In response to growing interest in “ultra-early molecular pathologies,” this lecture will introduce two recently uncovered dementia pathologies. The first topic is cell death that occurs before aggregation. In recent years, three independent research results have reported brain pathological changes that occur before the formation of amyloid aggregates. The first paper confirmed that intracellular amyloid induced necrosis (TRIAD) due to the inhibition of YAP (the final effector of the Hippo signaling pathway) function, and the surrounding clusters of degenerated neurites filled with autolysosomes, are observed in disease stages prior to the appearance of extracellular amyloid aggregates (amyloid plaques and senile plaques), using autopsied human brains with MCI and AD, as well as AD model mice (Tanaka et al., Nature Commun 2020). The second paper describes the clustering of autolysosome-filled cell membrane protrusions, with amyloid present at their center within the cell membrane (Lee et al., Nature Neurosci 2022). The third paper reports that axonal spheroids surrounding early-stage amyloid are filled with endolysosomes positive for the AD genetic risk factor PLD3, and that these spheroids inhibit neurotransmission (Yuan et al., Nature 2022). These neuropathological changes are thought to represent the same morphological entity (Okazawa et al, Alzforum 2022). The first paper is the result of research by the presenter’s group, and will focus on the details of this paper, including the process leading to the discovery of the “ultra-early molecular pathology” and the related HMGB1 antibody treatment developed, along with its relationship to LLPS.

 

The second topic is the mechanism by which microglia mediate tau protein to induce brain inflammation. Recently, it has been reported that the polyglutamine disease-related molecule PQBP1 recognizes HIV capsid proteins or nucleic acids in innate immune cells such as dendritic cells, triggering an inflammatory response to eliminate the AIDS virus (Yoh et al., Cell 2015; Yoh et al., Mol Cell 2022).
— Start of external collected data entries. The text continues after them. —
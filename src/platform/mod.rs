//! Platform abstraction layer
//!
//! Handles browser/native differences for:
//! - Wall-clock seeding
//! - The JavaScript-facing game handle (web only)

#[cfg(target_arch = "wasm32")]
pub mod web;

/// Seed derived from the current time
#[cfg(target_arch = "wasm32")]
pub fn time_seed() -> u64 {
    js_sys::Date::now() as u64
}

/// Seed derived from the current time
#[cfg(not(target_arch = "wasm32"))]
pub fn time_seed() -> u64 {
    use std::time::{SystemTime, UNIX_EPOCH};

    SystemTime::now()
        .duration_since(UNIX_EPOCH)
        .map(|d| d.as_nanos() as u64)
        .unwrap_or(0)
}
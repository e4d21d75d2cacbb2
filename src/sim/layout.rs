//! Token layout generation
//!
//! Scatters one token per character of the target word over the play surface.
//! Placement is rejection sampling with a bounded retry budget: when a token
//! cannot find a clear spot it is placed anyway, overlapping its neighbours,
//! so a crowded surface never loses a letter.

use glam::Vec2;
use rand::Rng;
use serde::{Deserialize, Serialize};

use crate::consts::*;
use crate::error::LayoutError;

/// Index of a token within its word (also its collection step)
pub type TokenId = usize;

/// Token lifecycle
#[derive(Debug, Clone, Copy, PartialEq, Eq, Serialize, Deserialize)]
pub enum TokenStatus {
    /// On the surface, clickable
    Scattered,
    /// Picked up by the avatar
    Collected,
}

/// A single placed letter
#[derive(Debug, Clone, Serialize, Deserialize)]
pub struct Token {
    pub id: TokenId,
    pub ch: char,
    /// Top-left corner in surface-local pixels
    pub pos: Vec2,
    pub status: TokenStatus,
}

impl Token {
    #[inline]
    pub fn is_collected(&self) -> bool {
        self.status == TokenStatus::Collected
    }

    /// Center of the token square
    #[inline]
    pub fn center(&self, token_size: f32) -> Vec2 {
        self.pos + Vec2::splat(token_size / 2.0)
    }
}

/// Pixel size of the play surface
#[derive(Debug, Clone, Copy, PartialEq, Serialize, Deserialize)]
pub struct Surface {
    pub width: f32,
    pub height: f32,
}

impl Surface {
    pub fn new(width: f32, height: f32) -> Self {
        Self { width, height }
    }

    fn validate(&self) -> Result<(), LayoutError> {
        let ok = |v: f32| v.is_finite() && v > 0.0;
        if ok(self.width) && ok(self.height) {
            Ok(())
        } else {
            Err(LayoutError::InvalidSurface {
                width: self.width,
                height: self.height,
            })
        }
    }
}

/// Space kept clear along each surface edge
#[derive(Debug, Clone, Copy, PartialEq, Serialize, Deserialize)]
#[serde(default)]
pub struct Margins {
    pub left: f32,
    pub right: f32,
    pub top: f32,
    pub bottom: f32,
}

impl Default for Margins {
    fn default() -> Self {
        Self {
            left: MARGIN_X,
            right: MARGIN_X,
            top: MARGIN_TOP,
            bottom: MARGIN_BOTTOM,
        }
    }
}

/// Placement parameters
#[derive(Debug, Clone, PartialEq, Serialize, Deserialize)]
#[serde(default)]
pub struct LayoutConfig {
    pub token_size: f32,
    /// Minimum distance between any two token positions
    pub min_separation: f32,
    pub margins: Margins,
    /// Attempts per token; 0 behaves like 1
    pub retry_budget: u32,
}

impl Default for LayoutConfig {
    fn default() -> Self {
        Self {
            token_size: TOKEN_SIZE,
            min_separation: MIN_SEPARATION,
            margins: Margins::default(),
            retry_budget: RETRY_BUDGET,
        }
    }
}

impl LayoutConfig {
    /// Check the surface-independent parameters
    pub fn validate(&self) -> Result<(), LayoutError> {
        let m = &self.margins;
        if [m.left, m.right, m.top, m.bottom]
            .iter()
            .any(|v| !v.is_finite() || *v < 0.0)
        {
            return Err(LayoutError::InvalidMargins);
        }
        if !self.token_size.is_finite() || self.token_size < 0.0 {
            return Err(LayoutError::InvalidTokenSize(self.token_size));
        }
        if !self.min_separation.is_finite() || self.min_separation < 0.0 {
            return Err(LayoutError::InvalidSeparation(self.min_separation));
        }
        Ok(())
    }

    /// Region token origins may be sampled from on `surface`
    pub fn placement_area(&self, surface: Surface) -> Result<PlacementArea, LayoutError> {
        surface.validate()?;
        self.validate()?;

        let m = &self.margins;
        let width = surface.width - m.left - m.right - self.token_size;
        let height = surface.height - m.top - m.bottom - self.token_size;
        if width <= 0.0 || height <= 0.0 {
            return Err(LayoutError::NoUsableArea { width, height });
        }

        Ok(PlacementArea {
            origin: Vec2::new(m.left, m.top),
            size: Vec2::new(width, height),
        })
    }
}

/// Axis-aligned rectangle of valid token origins
#[derive(Debug, Clone, Copy, PartialEq)]
pub struct PlacementArea {
    pub origin: Vec2,
    pub size: Vec2,
}

impl PlacementArea {
    /// Uniform random point inside the area
    pub fn sample<R: Rng + ?Sized>(&self, rng: &mut R) -> Vec2 {
        self.origin + Vec2::new(rng.random::<f32>(), rng.random::<f32>()) * self.size
    }

    pub fn contains(&self, p: Vec2) -> bool {
        let max = self.origin + self.size;
        p.x >= self.origin.x && p.y >= self.origin.y && p.x <= max.x && p.y <= max.y
    }
}

/// One level's worth of tokens
#[derive(Debug, Clone, Serialize, Deserialize)]
pub struct Layout {
    /// Identity of this layout; bumped by the owning game state on every new level
    pub generation: u64,
    pub word: String,
    pub surface: Surface,
    /// In word order: `tokens[i].id == i`
    pub tokens: Vec<Token>,
    /// Tokens placed after exhausting the retry budget
    pub degraded: usize,
}

impl Layout {
    pub fn len(&self) -> usize {
        self.tokens.len()
    }

    pub fn is_empty(&self) -> bool {
        self.tokens.is_empty()
    }

    pub fn token(&self, id: TokenId) -> Option<&Token> {
        self.tokens.get(id)
    }

    pub fn token_mut(&mut self, id: TokenId) -> Option<&mut Token> {
        self.tokens.get_mut(id)
    }

    /// Character that must be collected after `progress` pickups
    pub fn required_char(&self, progress: usize) -> Option<char> {
        self.tokens.get(progress).map(|t| t.ch)
    }

    pub fn collected_count(&self) -> usize {
        self.tokens.iter().filter(|t| t.is_collected()).count()
    }

    /// Exchange the positions of two tokens, keeping ids and characters
    pub fn swap_positions(&mut self, a: TokenId, b: TokenId) {
        if a == b || a >= self.tokens.len() || b >= self.tokens.len() {
            return;
        }
        let pos_a = self.tokens[a].pos;
        self.tokens[a].pos = self.tokens[b].pos;
        self.tokens[b].pos = pos_a;
    }

    /// Smallest distance between any two tokens (None for single-token layouts)
    pub fn min_pairwise_distance(&self) -> Option<f32> {
        let mut best: Option<f32> = None;
        for (i, a) in self.tokens.iter().enumerate() {
            for b in &self.tokens[i + 1..] {
                let d = a.pos.distance(b.pos);
                best = Some(best.map_or(d, |m| m.min(d)));
            }
        }
        best
    }
}

fn is_crowded(pos: Vec2, placed: &[Token], min_separation: f32) -> bool {
    placed
        .iter()
        .any(|token| token.pos.distance(pos) < min_separation)
}

/// Scatter the characters of `word` across `surface`
///
/// Each token gets up to `retry_budget` samples to find a spot at least
/// `min_separation` away from every token already placed. If none is found the
/// last sample is kept and the layout's `degraded` count goes up.
///
/// The returned layout has generation 0; the game state stamps its own.
pub fn generate_layout<R: Rng + ?Sized>(
    word: &str,
    surface: Surface,
    config: &LayoutConfig,
    rng: &mut R,
) -> Result<Layout, LayoutError> {
    if word.is_empty() {
        return Err(LayoutError::EmptyWord);
    }
    let area = config.placement_area(surface)?;
    let attempts = config.retry_budget.max(1);

    let mut tokens: Vec<Token> = Vec::with_capacity(word.chars().count());
    let mut degraded = 0;

    for (id, ch) in word.chars().enumerate() {
        let mut pos = area.sample(rng);
        let mut crowded = is_crowded(pos, &tokens, config.min_separation);
        let mut tries = 1;
        while crowded && tries < attempts {
            pos = area.sample(rng);
            crowded = is_crowded(pos, &tokens, config.min_separation);
            tries += 1;
        }

        if crowded {
            log::debug!(
                "Token {} '{}' found no clear spot after {} attempts, overlapping",
                id,
                ch,
                attempts
            );
            degraded += 1;
        }

        tokens.push(Token {
            id,
            ch,
            pos,
            status: TokenStatus::Scattered,
        });
    }

    Ok(Layout {
        generation: 0,
        word: word.to_string(),
        surface,
        tokens,
        degraded,
    })
}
Meanwhile, PQBP1 is an intrinsically disordered protein (IDP), and it has been previously known to interact with disease-modifying proteins, such as Ataxin-1 or Huntingtin, which are also IDPs, in the formation of LLPS (Okazawa et al., Neuron 2002; Busch et al, JBC 2003). The relationship between tau and PQBP1 in microglia, a type of innate immune cell in the brain, was therefore investigated, and it was shown that tau activates the cGAS-STING system through binding with PQBP1, causing inflammation in the brain (Jin et al, Nature Commun 2021).

 

Furthermore, YAP and the cGAS-STING system are closely related (Sladitschek-Martens et al, Nature 2022), and I will discuss the relationship between the two pathologies and introduce research progress toward elucidating the ultra-early pathology.